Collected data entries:
use crate::app::resolve_media_dir;
use anyhow::Result;
use clap::Parser;
use preview_config::Config;
use std::path::PathBuf;

/// Starts a RPC service using stdio.
#[derive(Parser, Debug, Clone)]
pub struct Rpc {
    /// Directory containing `markdown.css` and `highlight.css`.
    #[clap(long)]
    pub media_dir: Option<PathBuf>,
}

impl Rpc {
    pub async fn run(self, config: Config) -> Result<()> {
        let media_dir = resolve_media_dir(self.media_dir, config.preview.media_dir.as_deref());

        if !media_dir.is_dir() {
            tracing::warn!(
                media_dir = %media_dir.display(),
                "Media directory does not exist, run `mdpreview assets` to create it"
            );
        }

        preview_server::start(media_dir, config.markdown).await;

        Ok(())
    }
}
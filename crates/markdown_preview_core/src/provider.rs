//! Content provider of the `markdown` preview documents.

use crate::error::PreviewError;
use crate::render::{to_html, RenderOptions};
use crate::styles::{fixed_style_links, user_style_links};
use crate::uri::{PreviewUri, PREVIEW_SCHEME};
use async_trait::async_trait;
use parking_lot::Mutex;
use preview_config::MarkdownConfig;
use std::path::PathBuf;
use std::sync::Arc;
use tokio::sync::broadcast;

/// Number of unreceived changes kept for each subscriber.
pub const CHANGE_CHANNEL_CAPACITY: usize = 256;

/// Previews rendered so far, each once, in the order of their first render.
#[derive(Debug, Clone, Default)]
pub struct OpenPreviews(Arc<Mutex<Vec<PreviewUri>>>);

impl OpenPreviews {
    fn insert(&self, uri: &PreviewUri) {
        let mut previews = self.0.lock();
        if !previews.contains(uri) {
            previews.push(uri.clone());
        }
    }

    pub fn snapshot(&self) -> Vec<PreviewUri> {
        self.0.lock().clone()
    }
}

/// Supplies the `markdown` configuration section at render time.
#[async_trait]
pub trait ConfigSource: Send + Sync {
    async fn markdown_config(&self) -> MarkdownConfig;
}

#[async_trait]
impl ConfigSource for MarkdownConfig {
    async fn markdown_config(&self) -> MarkdownConfig {
        self.clone()
    }
}

/// Renders preview documents and announces when one of them is stale.
pub struct PreviewContentProvider {
    media_dir: PathBuf,
    render_options: RenderOptions,
    config_source: Arc<dyn ConfigSource>,
    change_sender: broadcast::Sender<PreviewUri>,
    open_previews: OpenPreviews,
}

impl std::fmt::Debug for PreviewContentProvider {
    fn fmt(&self, f: &mut std::fmt::Formatter<'_>) -> std::fmt::Result {
        f.debug_struct("PreviewContentProvider")
            .field("media_dir", &self.media_dir)
            .field("render_options", &self.render_options)
            .field("subscribers", &self.change_sender.receiver_count())
            .finish()
    }
}

impl PreviewContentProvider {
    pub fn new(media_dir: PathBuf, config_source: Arc<dyn ConfigSource>) -> Self {
        let (change_sender, _) = broadcast::channel(CHANGE_CHANNEL_CAPACITY);
        Self {
            media_dir,
            render_options: RenderOptions::default(),
            config_source,
            change_sender,
            open_previews: OpenPreviews::default(),
        }
    }

    pub fn scheme(&self) -> &'static str {
        PREVIEW_SCHEME
    }

    pub fn media_dir(&self) -> &PathBuf {
        &self.media_dir
    }

    /// Renders the preview of `uri`.
    ///
    /// The source file and the styles are read again on every call.
    pub async fn render(&self, uri: &PreviewUri) -> Result<String, PreviewError> {
        let path = uri.fs_path();
        let bytes = tokio::fs::read(&path)
            .await
            .map_err(|source| PreviewError::Read {
                path: path.clone(),
                source,
            })?;

        let body = to_html(&String::from_utf8_lossy(&bytes), &self.render_options);

        let config = self.config_source.markdown_config().await;

        let mut html = fixed_style_links(&self.media_dir);
        html.push_str(&user_style_links(&path, &config.styles));
        html.push_str(&body);

        self.open_previews.insert(uri);

        tracing::debug!(
            %uri,
            source_len = bytes.len(),
            styles = config.styles.len(),
            html_len = html.len(),
            "Rendered preview"
        );

        Ok(html)
    }

    /// Marks the preview of `uri` as stale.
    pub fn update(&self, uri: PreviewUri) {
        tracing::trace!(%uri, "Preview updated");
        // No subscriber is not an error.
        let _ = self.change_sender.send(uri);
    }

    /// Subscribes to the stale previews, in the order they are reported.
    pub fn subscribe(&self) -> broadcast::Receiver<PreviewUri> {
        self.change_sender.subscribe()
    }

    /// Returns the handle to the previews this provider has rendered.
    pub fn open_previews(&self) -> OpenPreviews {
        self.open_previews.clone()
    }
}
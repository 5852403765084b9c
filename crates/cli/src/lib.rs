mod app;
pub mod command;
mod logging;

/// Re-exports.
pub use app::{Args, RunCmd};
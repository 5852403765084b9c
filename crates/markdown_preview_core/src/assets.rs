//! Stylesheets of the media directory.

use crate::error::AssetError;
use crate::styles::{HIGHLIGHT_CSS, MARKDOWN_CSS};
use std::path::{Path, PathBuf};

/// Base layout stylesheet.
pub const MARKDOWN_STYLESHEET: &str = include_str!("../assets/markdown.css");

/// Theme used for `highlight.css` when none is configured.
pub const DEFAULT_HIGHLIGHT_THEME: &str = "InspiredGitHub";

/// Provides access to embedded assets.
pub struct Assets;

impl Assets {
    /// Get the base layout stylesheet.
    pub fn markdown_css() -> &'static str {
        MARKDOWN_STYLESHEET
    }

    /// Build the code highlight stylesheet from a syntect theme.
    pub fn highlight_css(theme: &str) -> Result<String, AssetError> {
        Ok(highlighter::highlighter().theme_css(theme)?)
    }

    /// Write `markdown.css` and `highlight.css` into `media_dir`, creating it if needed.
    ///
    /// Returns the paths of the written files.
    pub fn write_to(media_dir: &Path, theme: &str) -> Result<Vec<PathBuf>, AssetError> {
        let highlight_css = Self::highlight_css(theme)?;

        std::fs::create_dir_all(media_dir).map_err(|source| AssetError::Write {
            path: media_dir.to_path_buf(),
            source,
        })?;

        [
            (MARKDOWN_CSS, MARKDOWN_STYLESHEET.to_string()),
            (HIGHLIGHT_CSS, highlight_css),
        ]
        .into_iter()
        .map(|(file_name, contents)| {
            let path = media_dir.join(file_name);
            std::fs::write(&path, contents).map_err(|source| AssetError::Write {
                path: path.clone(),
                source,
            })?;
            tracing::debug!(path = %path.display(), "Wrote stylesheet");
            Ok(path)
        })
        .collect()
    }
}
//! Syntax highlighting of code blocks into classed HTML.
//!
//! The spans carry `hljs-` prefixed scope classes, the matching stylesheet is
//! produced by [`SyntaxHighlighter::theme_css`].

use once_cell::sync::Lazy;
use syntect::highlighting::ThemeSet;
use syntect::html::{css_for_theme_with_class_style, ClassStyle, ClassedHTMLGenerator};
use syntect::parsing::SyntaxSet;
use syntect::util::LinesWithEndings;

pub use syntect::parsing::SyntaxReference;

/// Class style shared by the generated markup and the generated stylesheet.
pub const CLASS_STYLE: ClassStyle = ClassStyle::SpacedPrefixed { prefix: "hljs-" };

static HIGHLIGHTER: Lazy<SyntaxHighlighter> = Lazy::new(SyntaxHighlighter::default);

/// Returns the process-wide highlighter, loading the syntax definitions on first use.
pub fn highlighter() -> &'static SyntaxHighlighter {
    &HIGHLIGHTER
}

#[derive(Debug, thiserror::Error)]
pub enum HighlightError {
    #[error("unknown language: {0}")]
    UnknownLanguage(String),
    #[error("theme not found: {theme}, available themes: {}", .available.join(", "))]
    ThemeNotFound {
        theme: String,
        available: Vec<String>,
    },
    #[error(transparent)]
    Syntect(#[from] syntect::Error),
}

#[derive(Debug)]
pub struct SyntaxHighlighter {
    pub syntax_set: SyntaxSet,
    pub theme_set: ThemeSet,
}

impl Default for SyntaxHighlighter {
    fn default() -> Self {
        Self {
            syntax_set: SyntaxSet::load_defaults_newlines(),
            theme_set: ThemeSet::load_defaults(),
        }
    }
}

impl SyntaxHighlighter {
    pub fn get_theme_list(&self) -> Vec<String> {
        let mut themes: Vec<String> = self.theme_set.themes.keys().cloned().collect();
        themes.sort();
        themes
    }

    pub fn theme_exists(&self, theme: &str) -> bool {
        self.theme_set.themes.contains_key(theme)
    }

    /// Finds the syntax for a fenced code block language tag.
    ///
    /// Tries the tag as a syntax token, then as a syntax name and finally as a file
    /// extension, all case-insensitively.
    pub fn find_syntax(&self, lang: &str) -> Option<&SyntaxReference> {
        let lang = lang.trim();
        if lang.is_empty() {
            return None;
        }
        let lowercase = lang.to_ascii_lowercase();
        self.syntax_set
            .find_syntax_by_token(&lowercase)
            .or_else(|| {
                self.syntax_set
                    .syntaxes()
                    .iter()
                    .find(|syntax| syntax.name.eq_ignore_ascii_case(lang))
            })
            .or_else(|| self.syntax_set.find_syntax_by_extension(&lowercase))
    }

    /// Highlights `code` written in `lang` to HTML spans, without any wrapper element.
    pub fn highlight_html(&self, lang: &str, code: &str) -> Result<String, HighlightError> {
        let syntax = self
            .find_syntax(lang)
            .ok_or_else(|| HighlightError::UnknownLanguage(lang.to_string()))?;

        let mut generator =
            ClassedHTMLGenerator::new_with_class_style(syntax, &self.syntax_set, CLASS_STYLE);

        for line in LinesWithEndings::from(code) {
            generator.parse_html_for_line_which_includes_newline(line)?;
        }

        Ok(generator.finalize())
    }

    /// Renders the stylesheet of `theme` for the classes emitted by [`Self::highlight_html`].
    pub fn theme_css(&self, theme: &str) -> Result<String, HighlightError> {
        let theme = self
            .theme_set
            .themes
            .get(theme)
            .ok_or_else(|| HighlightError::ThemeNotFound {
                theme: theme.to_string(),
                available: self.get_theme_list(),
            })?;
        Ok(css_for_theme_with_class_style(theme, CLASS_STYLE)?)
    }
}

THE PROBLEM: Would you please repeat exactly the lines above, starting at the line with "pub fn theme_exists(&self, theme: &str)" and stopping at the line with "extension, all case-insensitively.", both included?

COMPLETED EXERCISE:
    pub fn theme_exists(&self, theme: &str) -> bool {
        self.theme_set.themes.contains_key(theme)
    }

    /// Finds the syntax for a fenced code block language tag.
    ///
    /// Tries the tag as a syntax token, then as a syntax name and finally as a file
    /// extension, all case-insensitively.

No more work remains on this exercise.